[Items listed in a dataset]
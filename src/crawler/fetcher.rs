//! Single bounded HTTP GET. The only I/O capability the crawl engine depends
//! on; treated as a collaborator the engine wires up but does not itself
//! implement retry or caching logic for.

use std::time::{Duration, Instant};

use reqwest::Client;
use tokio_util::sync::CancellationToken;

use crate::common::error::{Error, Result};

/// Outcome of a single fetch attempt. `status == 0` only ever coexists with
/// `Some` error — a successful fetch always carries a real HTTP status, even
/// for non-2xx responses.
#[derive(Debug, Clone)]
pub struct FetchOutcome {
    pub status: u16,
    pub body: String,
    pub elapsed: Duration,
    pub error: Option<Error>,
}

/// Thin wrapper around a shared `reqwest::Client`, configured once at
/// `Crawler` construction and reused across every worker and every fetch.
#[derive(Clone)]
pub struct Fetcher {
    client: Client,
}

impl Fetcher {
    pub fn new(user_agent: &str) -> Result<Self> {
        let client = Client::builder()
            .user_agent(user_agent)
            .redirect(reqwest::redirect::Policy::limited(10))
            .build()
            .map_err(Error::HttpError)?;
        Ok(Self { client })
    }

    /// Perform one GET against `url`, bounded by `timeout` regardless of how
    /// much time remains on `cancel`. Non-2xx responses are not errors: the
    /// body is still returned and `error` stays `None`. Only transport
    /// failures, the per-request timeout, and cancellation produce an error.
    pub async fn fetch(
        &self,
        cancel: &CancellationToken,
        url: &str,
        timeout: Duration,
    ) -> FetchOutcome {
        let start = Instant::now();

        let request = async {
            let response = self.client.get(url).send().await?;
            let status = response.status().as_u16();
            let body = response.text().await?;
            Ok::<_, reqwest::Error>((status, body))
        };

        let result = tokio::select! {
            biased;
            _ = cancel.cancelled() => {
                return FetchOutcome {
                    status: 0,
                    body: String::new(),
                    elapsed: start.elapsed(),
                    error: Some(Error::Canceled),
                };
            }
            result = tokio::time::timeout(timeout, request) => result,
        };

        match result {
            Err(_) => FetchOutcome {
                status: 0,
                body: String::new(),
                elapsed: start.elapsed(),
                error: Some(Error::Timeout),
            },
            Ok(Err(e)) => FetchOutcome {
                status: 0,
                body: String::new(),
                elapsed: start.elapsed(),
                error: Some(Error::Transport(e.to_string())),
            },
            Ok(Ok((status, body))) => FetchOutcome {
                status,
                body,
                elapsed: start.elapsed(),
                error: None,
            },
        }
    }
}
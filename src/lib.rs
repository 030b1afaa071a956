//! Concurrent web crawler
//!
//! A bounded, breadth-first crawl over hyperlinked HTML pages starting from a
//! seed URL: a concurrency-bounded worker pool, per-domain politeness,
//! normalized-URL dedup, depth and page-count bounds, and cooperative
//! cancellation.

pub mod common;
pub mod crawler;

pub use common::error::{Error, Result};

/// Re-export commonly used types.
pub mod prelude {
    pub use crate::common::config::{CrawlerConfig, CrawlerConfigBuilder};
    pub use crate::common::error::{Error, Result};
    pub use crate::crawler::{CrawlResult, Crawler};
}
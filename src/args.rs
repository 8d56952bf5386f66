// Copyright (C) 2026 Checkmk GmbH - License: GNU General Public License v2
// This file is part of Checkmk (https://checkmk.com). It is subject to the terms and
// conditions defined in the file COPYING, which is part of this source code package.
use clap::Parser;
use std::path::PathBuf;

use sbom_stats::stats::RuntimeSizePolicy;

#[derive(Parser)]
#[command(name = "sbom_stats")]
#[command(version)]
#[command(about = "Finds base OSes, packages and runtimes duplicated across container image SBOMs")]
pub(crate) struct Args {
    #[arg(long_help = "Directory containing the per-archive documents.\n\
                <archive>.syft.json is the syft JSON SBOM of an archive (required).\n\
                <archive>.github.json is its syft GitHub-JSON output (optional).\n\
                <archive>.dive.json is its dive image inspection (optional).")]
    pub input: PathBuf,

    /// Path to the file to write the report in JSON format.
    pub report: PathBuf,

    /// Number of entries to show per category.
    #[arg(long, default_value_t = 10)]
    pub top_n: usize,

    /// How to size a runtime found in several archives.
    #[arg(long, value_enum, default_value_t = RuntimeSizePolicy::Sum)]
    pub runtime_sizes: RuntimeSizePolicy,
}
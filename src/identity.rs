// Copyright (C) 2026 Checkmk GmbH - License: GNU General Public License v2
// This file is part of Checkmk (https://checkmk.com). It is subject to the terms and
// conditions defined in the file COPYING, which is part of this source code package.

//! Derives the canonical identities used as aggregation keys from raw SBOM fields.

use regex::Regex;
use std::sync::LazyLock;

// Version stops at the query suffix, e.g. `pkg:generic/ubuntu@22.04?arch=amd64`.
static DISTRO_PATTERN: LazyLock<Regex> = LazyLock::new(|| {
    Regex::new(r"pkg:generic/([^@]+)@([^?]+)").expect("distro pattern is a valid regex")
});

/// Extract `"<name>:<version>"` from a distro identifier.
///
/// Returns an empty string if the identifier does not look like
/// `pkg:generic/<name>@<version>`. Callers aggregate the empty identity like any other.
#[must_use]
pub fn extract_os(distro: &str) -> String {
    DISTRO_PATTERN
        .captures(distro)
        .map(|captures| format!("{}:{}", &captures[1], &captures[2]))
        .unwrap_or_default()
}

/// Extract the decoded `name@version` from a package URL.
///
/// Takes the last path segment, drops the query suffix and percent-decodes the rest.
/// Returns `None` if the segment is not validly percent-encoded.
#[must_use]
pub fn extract_package_name(purl: &str) -> Option<String> {
    let segment = purl.rsplit('/').next().unwrap_or(purl);
    let encoded = segment.split('?').next().unwrap_or(segment);
    percent_decode(encoded)
}

/// Strict percent-decoding: every `%` must be followed by two hex digits and
/// the decoded bytes must be UTF-8.
fn percent_decode(input: &str) -> Option<String> {
    let bytes = input.as_bytes();
    let mut decoded = Vec::with_capacity(bytes.len());
    let mut i = 0;
    while i < bytes.len() {
        if bytes[i] == b'%' {
            let hex = bytes.get(i + 1..i + 3)?;
            if !hex.iter().all(u8::is_ascii_hexdigit) {
                return None;
            }
            decoded.push((hex_value(hex[0]) << 4) | hex_value(hex[1]));
            i += 3;
        } else {
            decoded.push(bytes[i]);
            i += 1;
        }
    }
    String::from_utf8(decoded).ok()
}

fn hex_value(digit: u8) -> u8 {
    match digit {
        b'0'..=b'9' => digit - b'0',
        b'a'..=b'f' => digit - b'a' + 10,
        _ => digit - b'A' + 10,
    }
}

> What is required
Lines containing the word "Regex": copy every one of them from the records above.

> Result of this task
use regex::Regex;
static DISTRO_PATTERN: LazyLock<Regex> = LazyLock::new(|| {
    Regex::new(r"pkg:generic/([^@]+)@([^?]+)").expect("distro pattern is a valid regex")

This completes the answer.